-------- Supplied records --------
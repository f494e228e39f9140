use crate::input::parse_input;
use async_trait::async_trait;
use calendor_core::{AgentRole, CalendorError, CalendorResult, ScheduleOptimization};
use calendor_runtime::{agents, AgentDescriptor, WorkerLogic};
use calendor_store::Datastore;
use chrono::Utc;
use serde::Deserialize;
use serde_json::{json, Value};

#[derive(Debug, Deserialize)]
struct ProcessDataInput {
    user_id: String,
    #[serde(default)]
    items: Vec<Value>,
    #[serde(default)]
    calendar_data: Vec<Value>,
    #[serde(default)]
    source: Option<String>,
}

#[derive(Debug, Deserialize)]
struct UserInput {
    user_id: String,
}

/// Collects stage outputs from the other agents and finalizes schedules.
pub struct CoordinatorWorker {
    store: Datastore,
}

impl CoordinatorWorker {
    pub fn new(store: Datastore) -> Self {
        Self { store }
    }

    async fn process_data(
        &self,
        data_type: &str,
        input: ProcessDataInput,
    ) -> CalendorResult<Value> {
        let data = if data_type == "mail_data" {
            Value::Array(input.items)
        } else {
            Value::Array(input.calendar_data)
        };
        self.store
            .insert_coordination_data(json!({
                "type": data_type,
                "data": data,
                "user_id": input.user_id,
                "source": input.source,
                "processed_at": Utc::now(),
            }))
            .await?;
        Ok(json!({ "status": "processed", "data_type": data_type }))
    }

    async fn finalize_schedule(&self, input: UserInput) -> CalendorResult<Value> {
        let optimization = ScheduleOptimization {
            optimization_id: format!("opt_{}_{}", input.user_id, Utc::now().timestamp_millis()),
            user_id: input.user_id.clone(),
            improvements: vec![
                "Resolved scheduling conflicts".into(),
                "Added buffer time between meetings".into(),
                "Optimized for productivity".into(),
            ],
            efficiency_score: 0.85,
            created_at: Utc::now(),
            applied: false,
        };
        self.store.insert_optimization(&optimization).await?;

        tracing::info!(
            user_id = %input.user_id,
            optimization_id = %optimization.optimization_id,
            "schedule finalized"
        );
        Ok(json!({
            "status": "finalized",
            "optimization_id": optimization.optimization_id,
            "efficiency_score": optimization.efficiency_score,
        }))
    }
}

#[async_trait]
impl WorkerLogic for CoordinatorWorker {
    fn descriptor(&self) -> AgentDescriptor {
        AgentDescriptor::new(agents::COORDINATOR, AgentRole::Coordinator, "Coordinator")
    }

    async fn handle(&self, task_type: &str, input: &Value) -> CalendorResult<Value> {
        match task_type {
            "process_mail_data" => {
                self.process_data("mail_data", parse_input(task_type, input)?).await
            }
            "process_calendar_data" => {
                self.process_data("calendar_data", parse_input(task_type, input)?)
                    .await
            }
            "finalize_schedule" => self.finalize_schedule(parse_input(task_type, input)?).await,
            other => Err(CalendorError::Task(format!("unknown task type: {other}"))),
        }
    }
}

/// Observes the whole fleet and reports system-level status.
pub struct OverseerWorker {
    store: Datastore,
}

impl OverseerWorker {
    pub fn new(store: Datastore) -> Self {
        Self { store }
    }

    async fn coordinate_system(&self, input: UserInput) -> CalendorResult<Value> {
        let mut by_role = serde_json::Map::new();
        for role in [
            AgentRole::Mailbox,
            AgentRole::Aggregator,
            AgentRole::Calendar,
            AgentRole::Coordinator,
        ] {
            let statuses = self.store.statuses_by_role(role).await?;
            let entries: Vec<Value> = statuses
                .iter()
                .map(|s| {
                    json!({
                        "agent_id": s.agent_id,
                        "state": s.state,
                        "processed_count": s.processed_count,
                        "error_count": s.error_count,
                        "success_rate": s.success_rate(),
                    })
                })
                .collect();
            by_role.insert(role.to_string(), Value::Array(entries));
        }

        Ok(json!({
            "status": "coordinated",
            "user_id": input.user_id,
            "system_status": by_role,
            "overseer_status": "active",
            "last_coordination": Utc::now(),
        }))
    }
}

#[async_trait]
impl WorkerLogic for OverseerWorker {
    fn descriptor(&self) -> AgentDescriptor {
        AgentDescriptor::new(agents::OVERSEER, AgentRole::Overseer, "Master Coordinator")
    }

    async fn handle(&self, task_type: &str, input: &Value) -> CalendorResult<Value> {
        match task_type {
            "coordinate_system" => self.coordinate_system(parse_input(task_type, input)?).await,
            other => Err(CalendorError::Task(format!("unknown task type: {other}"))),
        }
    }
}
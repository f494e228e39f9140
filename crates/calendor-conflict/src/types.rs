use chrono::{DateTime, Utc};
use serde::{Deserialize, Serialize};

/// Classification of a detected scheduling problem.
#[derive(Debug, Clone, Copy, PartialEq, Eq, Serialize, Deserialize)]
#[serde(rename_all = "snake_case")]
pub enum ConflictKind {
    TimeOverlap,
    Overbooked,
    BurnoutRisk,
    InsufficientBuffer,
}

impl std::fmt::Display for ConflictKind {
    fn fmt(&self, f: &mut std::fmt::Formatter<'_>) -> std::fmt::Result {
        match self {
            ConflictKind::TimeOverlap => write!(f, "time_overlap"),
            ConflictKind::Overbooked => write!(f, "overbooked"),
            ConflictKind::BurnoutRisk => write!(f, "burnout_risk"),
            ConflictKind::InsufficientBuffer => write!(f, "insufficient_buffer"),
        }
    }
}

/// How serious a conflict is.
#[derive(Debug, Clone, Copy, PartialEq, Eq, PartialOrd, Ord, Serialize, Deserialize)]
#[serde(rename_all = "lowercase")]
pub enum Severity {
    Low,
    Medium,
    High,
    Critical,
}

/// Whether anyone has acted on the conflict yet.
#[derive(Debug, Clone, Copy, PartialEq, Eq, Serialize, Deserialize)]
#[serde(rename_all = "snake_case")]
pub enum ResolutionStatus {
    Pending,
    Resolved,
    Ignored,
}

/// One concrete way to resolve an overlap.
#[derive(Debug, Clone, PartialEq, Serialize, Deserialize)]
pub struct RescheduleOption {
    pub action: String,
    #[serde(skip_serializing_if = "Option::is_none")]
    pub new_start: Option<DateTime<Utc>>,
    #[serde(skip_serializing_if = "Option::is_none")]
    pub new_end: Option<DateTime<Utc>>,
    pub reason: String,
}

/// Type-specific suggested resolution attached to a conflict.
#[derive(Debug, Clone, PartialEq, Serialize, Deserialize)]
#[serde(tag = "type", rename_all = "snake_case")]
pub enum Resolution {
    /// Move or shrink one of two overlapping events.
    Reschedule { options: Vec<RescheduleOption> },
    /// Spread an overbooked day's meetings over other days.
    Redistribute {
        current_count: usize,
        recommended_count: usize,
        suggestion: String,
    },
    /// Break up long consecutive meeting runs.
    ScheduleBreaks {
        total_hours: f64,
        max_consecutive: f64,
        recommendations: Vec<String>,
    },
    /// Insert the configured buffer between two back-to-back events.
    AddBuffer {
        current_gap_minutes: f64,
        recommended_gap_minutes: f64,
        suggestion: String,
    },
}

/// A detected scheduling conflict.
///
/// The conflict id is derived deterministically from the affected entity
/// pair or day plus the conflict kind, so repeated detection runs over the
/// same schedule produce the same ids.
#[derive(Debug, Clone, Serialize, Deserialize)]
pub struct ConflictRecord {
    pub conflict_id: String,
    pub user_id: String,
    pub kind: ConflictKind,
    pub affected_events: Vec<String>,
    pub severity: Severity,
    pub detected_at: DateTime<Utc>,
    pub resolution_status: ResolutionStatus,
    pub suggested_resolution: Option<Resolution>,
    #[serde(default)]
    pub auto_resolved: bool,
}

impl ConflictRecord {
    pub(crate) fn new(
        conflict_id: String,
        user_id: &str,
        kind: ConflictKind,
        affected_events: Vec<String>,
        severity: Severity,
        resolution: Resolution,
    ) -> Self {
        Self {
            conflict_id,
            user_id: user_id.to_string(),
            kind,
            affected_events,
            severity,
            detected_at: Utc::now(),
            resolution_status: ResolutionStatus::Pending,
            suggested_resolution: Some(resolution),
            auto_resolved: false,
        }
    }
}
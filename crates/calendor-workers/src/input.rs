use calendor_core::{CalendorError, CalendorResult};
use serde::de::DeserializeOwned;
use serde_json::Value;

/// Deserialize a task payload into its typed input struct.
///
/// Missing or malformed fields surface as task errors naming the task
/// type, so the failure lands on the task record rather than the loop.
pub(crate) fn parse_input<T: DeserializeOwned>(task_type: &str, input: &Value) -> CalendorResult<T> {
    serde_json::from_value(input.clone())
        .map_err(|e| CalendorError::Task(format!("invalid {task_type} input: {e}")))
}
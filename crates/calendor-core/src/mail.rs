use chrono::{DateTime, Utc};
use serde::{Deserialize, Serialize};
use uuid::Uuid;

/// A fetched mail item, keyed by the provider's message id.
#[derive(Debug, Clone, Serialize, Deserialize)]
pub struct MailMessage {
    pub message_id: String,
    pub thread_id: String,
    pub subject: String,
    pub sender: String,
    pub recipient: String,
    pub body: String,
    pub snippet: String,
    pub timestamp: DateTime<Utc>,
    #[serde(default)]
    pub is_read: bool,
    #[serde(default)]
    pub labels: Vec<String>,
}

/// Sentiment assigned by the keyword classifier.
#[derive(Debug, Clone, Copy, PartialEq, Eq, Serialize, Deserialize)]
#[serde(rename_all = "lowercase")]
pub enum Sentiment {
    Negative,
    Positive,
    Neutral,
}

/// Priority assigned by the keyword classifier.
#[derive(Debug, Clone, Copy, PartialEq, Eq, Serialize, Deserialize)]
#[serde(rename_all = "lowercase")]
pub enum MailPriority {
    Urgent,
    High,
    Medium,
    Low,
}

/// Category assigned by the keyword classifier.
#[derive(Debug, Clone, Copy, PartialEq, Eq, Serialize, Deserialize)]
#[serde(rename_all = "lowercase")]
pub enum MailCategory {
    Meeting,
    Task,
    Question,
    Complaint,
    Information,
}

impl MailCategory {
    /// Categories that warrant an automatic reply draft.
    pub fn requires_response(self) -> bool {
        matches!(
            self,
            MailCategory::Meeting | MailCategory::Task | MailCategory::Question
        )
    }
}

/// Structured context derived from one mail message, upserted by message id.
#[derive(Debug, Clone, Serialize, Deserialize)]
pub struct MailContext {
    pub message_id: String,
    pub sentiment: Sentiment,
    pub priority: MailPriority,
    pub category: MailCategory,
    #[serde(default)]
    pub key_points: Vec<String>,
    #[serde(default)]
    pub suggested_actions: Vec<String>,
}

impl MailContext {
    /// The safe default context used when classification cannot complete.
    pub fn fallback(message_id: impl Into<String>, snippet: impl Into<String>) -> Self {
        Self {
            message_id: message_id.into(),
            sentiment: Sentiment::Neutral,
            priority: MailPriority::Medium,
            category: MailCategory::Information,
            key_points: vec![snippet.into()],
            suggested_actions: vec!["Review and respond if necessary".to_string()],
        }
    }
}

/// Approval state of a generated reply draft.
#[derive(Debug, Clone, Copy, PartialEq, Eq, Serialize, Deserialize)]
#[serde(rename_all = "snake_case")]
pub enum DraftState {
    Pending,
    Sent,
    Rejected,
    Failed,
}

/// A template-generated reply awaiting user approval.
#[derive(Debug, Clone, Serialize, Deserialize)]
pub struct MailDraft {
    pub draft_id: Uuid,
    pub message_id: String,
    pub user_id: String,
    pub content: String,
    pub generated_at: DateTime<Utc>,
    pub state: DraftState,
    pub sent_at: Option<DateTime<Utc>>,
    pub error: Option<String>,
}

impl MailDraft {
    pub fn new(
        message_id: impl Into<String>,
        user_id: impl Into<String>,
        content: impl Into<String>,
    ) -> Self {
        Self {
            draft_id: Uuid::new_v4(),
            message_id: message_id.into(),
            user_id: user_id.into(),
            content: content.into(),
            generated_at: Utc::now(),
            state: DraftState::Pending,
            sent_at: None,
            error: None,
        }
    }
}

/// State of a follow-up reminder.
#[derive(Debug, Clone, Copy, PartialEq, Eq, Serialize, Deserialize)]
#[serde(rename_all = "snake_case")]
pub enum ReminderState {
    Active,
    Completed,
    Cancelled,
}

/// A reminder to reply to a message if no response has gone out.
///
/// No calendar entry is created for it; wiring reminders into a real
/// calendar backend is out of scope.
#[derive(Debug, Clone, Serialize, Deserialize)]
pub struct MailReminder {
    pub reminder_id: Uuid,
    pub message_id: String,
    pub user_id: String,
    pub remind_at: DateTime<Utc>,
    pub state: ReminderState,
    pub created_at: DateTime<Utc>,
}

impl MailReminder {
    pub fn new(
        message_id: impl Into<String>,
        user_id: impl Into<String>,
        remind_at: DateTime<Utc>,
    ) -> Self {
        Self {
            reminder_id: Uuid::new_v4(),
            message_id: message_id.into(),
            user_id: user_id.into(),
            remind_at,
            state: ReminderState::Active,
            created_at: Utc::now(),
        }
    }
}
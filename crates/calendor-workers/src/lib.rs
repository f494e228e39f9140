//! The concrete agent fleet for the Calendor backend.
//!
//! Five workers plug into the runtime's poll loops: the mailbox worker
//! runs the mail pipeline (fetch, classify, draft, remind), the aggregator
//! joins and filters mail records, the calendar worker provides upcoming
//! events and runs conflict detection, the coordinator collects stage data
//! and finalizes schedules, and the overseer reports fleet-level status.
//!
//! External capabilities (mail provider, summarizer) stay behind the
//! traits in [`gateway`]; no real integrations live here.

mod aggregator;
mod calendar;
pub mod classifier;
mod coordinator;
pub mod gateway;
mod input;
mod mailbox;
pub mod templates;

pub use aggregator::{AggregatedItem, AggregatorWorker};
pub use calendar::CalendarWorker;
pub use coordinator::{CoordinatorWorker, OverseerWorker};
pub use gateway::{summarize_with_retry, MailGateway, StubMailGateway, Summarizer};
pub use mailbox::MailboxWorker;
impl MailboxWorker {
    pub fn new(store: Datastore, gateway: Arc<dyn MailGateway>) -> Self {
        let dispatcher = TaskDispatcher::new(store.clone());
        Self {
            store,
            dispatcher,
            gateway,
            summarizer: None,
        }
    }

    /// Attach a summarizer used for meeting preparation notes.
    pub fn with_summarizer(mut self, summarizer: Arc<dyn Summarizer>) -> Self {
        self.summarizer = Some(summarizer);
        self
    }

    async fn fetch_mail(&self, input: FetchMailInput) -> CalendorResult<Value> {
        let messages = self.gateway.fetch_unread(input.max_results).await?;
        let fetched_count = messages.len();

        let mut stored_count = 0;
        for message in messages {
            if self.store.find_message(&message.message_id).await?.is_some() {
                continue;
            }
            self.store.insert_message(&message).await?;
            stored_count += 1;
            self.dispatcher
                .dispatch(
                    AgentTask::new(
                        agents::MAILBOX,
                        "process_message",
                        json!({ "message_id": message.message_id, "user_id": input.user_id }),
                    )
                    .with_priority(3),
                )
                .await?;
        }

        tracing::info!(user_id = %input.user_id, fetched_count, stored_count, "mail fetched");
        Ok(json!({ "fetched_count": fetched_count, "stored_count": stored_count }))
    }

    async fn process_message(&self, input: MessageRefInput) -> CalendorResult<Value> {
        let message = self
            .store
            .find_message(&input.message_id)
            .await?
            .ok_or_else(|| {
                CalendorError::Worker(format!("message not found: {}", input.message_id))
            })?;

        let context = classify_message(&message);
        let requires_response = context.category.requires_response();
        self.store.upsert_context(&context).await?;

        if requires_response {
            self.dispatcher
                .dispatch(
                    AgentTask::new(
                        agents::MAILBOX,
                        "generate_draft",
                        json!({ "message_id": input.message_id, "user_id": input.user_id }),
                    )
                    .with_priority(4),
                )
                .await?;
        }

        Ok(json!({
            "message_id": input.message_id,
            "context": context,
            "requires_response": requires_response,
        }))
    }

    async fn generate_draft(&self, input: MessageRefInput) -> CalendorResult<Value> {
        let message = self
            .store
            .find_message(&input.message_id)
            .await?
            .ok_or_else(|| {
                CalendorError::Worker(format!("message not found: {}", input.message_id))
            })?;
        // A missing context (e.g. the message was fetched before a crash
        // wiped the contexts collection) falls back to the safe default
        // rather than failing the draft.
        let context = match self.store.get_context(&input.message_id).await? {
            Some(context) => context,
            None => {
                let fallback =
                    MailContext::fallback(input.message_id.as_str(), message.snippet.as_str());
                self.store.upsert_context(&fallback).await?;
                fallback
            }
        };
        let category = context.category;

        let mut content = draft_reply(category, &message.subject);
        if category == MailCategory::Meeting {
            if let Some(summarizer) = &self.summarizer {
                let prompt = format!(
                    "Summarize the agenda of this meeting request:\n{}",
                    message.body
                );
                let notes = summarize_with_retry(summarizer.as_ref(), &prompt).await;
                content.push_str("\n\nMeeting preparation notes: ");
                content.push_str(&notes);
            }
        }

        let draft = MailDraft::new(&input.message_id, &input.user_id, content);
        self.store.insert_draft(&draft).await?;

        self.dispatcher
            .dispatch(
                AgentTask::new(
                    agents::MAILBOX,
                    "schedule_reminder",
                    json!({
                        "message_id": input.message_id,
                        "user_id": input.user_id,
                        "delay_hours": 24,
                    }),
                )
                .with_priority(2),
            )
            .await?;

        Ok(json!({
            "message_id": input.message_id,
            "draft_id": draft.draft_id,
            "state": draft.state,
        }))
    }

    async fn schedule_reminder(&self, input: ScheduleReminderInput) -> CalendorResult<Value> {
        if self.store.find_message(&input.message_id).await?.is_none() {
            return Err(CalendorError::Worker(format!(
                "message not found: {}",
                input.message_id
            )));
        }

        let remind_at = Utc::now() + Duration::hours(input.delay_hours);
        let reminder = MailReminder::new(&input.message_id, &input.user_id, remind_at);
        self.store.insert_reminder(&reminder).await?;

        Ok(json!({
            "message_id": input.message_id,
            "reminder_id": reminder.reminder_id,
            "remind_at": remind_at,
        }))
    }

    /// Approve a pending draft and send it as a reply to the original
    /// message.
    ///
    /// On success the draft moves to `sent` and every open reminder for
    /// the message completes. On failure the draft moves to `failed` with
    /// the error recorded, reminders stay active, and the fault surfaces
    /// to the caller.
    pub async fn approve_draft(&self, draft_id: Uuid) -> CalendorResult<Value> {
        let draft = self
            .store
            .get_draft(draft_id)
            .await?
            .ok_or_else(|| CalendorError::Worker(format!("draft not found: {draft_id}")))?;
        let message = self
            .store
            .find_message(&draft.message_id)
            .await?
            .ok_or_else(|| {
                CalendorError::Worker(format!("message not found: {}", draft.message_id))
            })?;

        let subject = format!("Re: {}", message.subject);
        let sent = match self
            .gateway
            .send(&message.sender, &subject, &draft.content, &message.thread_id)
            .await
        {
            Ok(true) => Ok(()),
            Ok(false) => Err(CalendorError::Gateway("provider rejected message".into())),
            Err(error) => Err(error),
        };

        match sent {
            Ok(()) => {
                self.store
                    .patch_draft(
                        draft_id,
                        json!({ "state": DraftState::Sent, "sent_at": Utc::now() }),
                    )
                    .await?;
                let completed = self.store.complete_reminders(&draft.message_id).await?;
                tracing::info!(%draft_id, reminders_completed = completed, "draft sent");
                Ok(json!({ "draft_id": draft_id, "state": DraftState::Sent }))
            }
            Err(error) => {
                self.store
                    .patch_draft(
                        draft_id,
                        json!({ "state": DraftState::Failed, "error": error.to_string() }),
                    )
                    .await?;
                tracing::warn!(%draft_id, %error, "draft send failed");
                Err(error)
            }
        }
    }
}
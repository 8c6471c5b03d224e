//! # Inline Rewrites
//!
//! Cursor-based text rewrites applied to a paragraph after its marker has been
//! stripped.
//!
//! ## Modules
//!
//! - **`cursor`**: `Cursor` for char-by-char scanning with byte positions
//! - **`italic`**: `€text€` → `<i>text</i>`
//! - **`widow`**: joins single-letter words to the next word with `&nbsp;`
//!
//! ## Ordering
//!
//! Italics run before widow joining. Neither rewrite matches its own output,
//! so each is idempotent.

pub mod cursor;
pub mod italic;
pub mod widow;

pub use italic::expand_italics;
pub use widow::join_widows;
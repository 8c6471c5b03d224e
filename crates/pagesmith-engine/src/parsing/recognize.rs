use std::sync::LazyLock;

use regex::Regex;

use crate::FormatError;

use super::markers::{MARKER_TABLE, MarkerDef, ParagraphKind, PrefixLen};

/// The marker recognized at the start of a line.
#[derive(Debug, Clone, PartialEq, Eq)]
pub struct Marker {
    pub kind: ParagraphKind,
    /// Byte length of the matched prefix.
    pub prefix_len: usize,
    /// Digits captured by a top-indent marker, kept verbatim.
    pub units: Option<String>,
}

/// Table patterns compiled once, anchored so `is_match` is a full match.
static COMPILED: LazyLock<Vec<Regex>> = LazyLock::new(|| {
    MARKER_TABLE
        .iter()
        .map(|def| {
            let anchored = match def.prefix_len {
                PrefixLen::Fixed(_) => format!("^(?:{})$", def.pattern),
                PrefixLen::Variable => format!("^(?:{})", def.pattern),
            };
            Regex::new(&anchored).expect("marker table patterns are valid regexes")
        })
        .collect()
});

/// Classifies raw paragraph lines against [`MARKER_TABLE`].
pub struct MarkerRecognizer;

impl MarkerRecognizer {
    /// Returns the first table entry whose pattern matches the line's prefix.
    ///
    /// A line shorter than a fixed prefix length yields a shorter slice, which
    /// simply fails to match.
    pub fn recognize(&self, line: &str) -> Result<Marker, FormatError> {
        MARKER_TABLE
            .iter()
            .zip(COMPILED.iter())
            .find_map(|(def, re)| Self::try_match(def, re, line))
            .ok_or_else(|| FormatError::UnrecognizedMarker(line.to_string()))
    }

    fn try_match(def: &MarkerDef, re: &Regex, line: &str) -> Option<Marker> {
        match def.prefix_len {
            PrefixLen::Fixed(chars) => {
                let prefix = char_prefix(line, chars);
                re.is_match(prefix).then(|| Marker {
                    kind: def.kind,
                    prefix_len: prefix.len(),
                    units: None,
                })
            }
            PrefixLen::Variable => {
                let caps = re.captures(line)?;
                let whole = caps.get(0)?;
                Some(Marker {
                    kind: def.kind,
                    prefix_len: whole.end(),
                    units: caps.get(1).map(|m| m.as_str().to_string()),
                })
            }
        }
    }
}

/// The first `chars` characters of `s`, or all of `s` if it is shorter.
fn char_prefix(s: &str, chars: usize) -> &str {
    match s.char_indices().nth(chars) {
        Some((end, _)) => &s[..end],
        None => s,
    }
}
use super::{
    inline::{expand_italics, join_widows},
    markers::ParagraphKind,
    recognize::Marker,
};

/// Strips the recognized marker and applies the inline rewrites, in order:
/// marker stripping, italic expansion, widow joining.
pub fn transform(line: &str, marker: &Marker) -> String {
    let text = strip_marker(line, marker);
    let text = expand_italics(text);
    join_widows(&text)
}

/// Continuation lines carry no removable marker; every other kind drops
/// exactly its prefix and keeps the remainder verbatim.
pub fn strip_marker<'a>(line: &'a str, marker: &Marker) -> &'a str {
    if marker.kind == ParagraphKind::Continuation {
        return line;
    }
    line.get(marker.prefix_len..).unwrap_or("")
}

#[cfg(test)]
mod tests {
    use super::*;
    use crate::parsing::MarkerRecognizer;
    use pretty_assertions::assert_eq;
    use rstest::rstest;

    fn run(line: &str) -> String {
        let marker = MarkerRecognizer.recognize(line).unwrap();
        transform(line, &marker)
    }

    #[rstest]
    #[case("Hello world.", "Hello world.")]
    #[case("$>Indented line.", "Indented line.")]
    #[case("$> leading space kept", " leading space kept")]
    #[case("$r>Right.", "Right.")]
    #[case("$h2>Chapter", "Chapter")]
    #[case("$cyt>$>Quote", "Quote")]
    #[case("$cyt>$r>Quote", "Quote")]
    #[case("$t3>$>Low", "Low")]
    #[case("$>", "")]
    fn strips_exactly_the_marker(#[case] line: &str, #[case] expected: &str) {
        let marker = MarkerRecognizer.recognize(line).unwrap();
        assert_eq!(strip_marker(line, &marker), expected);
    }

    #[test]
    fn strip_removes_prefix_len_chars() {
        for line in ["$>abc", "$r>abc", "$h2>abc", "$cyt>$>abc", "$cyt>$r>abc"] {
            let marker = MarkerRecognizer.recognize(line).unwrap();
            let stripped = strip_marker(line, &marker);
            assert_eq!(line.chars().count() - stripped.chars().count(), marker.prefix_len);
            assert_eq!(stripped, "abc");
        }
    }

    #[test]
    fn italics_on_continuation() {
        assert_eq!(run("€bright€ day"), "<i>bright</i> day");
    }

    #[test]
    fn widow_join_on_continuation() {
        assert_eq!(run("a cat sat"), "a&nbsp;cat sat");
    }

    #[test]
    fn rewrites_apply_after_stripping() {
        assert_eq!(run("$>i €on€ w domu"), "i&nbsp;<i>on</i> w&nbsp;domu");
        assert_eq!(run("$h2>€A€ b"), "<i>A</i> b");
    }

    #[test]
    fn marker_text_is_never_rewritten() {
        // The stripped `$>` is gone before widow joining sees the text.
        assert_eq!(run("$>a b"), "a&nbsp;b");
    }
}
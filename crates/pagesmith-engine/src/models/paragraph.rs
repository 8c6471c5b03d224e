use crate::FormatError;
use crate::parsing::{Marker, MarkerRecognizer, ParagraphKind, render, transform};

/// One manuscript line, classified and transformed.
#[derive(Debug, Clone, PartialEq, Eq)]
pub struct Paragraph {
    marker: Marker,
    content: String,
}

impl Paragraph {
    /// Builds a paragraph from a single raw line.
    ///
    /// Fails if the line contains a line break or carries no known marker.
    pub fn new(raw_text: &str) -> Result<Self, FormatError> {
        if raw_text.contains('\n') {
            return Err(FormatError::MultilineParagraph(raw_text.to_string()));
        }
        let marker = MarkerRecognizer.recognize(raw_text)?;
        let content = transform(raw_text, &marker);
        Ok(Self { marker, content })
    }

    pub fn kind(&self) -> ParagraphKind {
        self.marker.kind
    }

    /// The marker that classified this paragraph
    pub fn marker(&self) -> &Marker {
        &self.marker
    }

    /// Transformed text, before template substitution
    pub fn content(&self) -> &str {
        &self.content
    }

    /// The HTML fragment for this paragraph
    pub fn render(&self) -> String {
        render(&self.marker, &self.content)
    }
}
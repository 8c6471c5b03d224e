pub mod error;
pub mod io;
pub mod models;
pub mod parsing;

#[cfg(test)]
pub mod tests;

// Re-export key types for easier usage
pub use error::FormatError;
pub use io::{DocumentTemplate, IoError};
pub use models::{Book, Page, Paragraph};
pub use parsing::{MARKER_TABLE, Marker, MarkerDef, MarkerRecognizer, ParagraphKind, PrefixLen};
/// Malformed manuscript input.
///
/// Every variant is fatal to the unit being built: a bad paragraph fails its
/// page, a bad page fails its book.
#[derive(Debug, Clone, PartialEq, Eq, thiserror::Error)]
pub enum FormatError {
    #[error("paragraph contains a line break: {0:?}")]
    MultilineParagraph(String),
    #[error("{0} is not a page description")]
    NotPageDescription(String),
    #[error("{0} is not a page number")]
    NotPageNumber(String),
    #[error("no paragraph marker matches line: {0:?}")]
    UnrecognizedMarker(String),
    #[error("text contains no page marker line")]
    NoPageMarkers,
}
--------
* [Requirement]
Set down exactly the lines from the start of the records to the line with "use serde::Deserialize;". Include that line, and add nothing more.

* [Response to the task]
repository f494e228e39f9140
use crate::input::parse_input;
use async_trait::async_trait;
use calendor_core::{AgentRole, CalendorError, CalendorResult, ScheduleOptimization};
use calendor_runtime::{agents, AgentDescriptor, WorkerLogic};
use calendor_store::Datastore;
use chrono::Utc;
use serde::Deserialize;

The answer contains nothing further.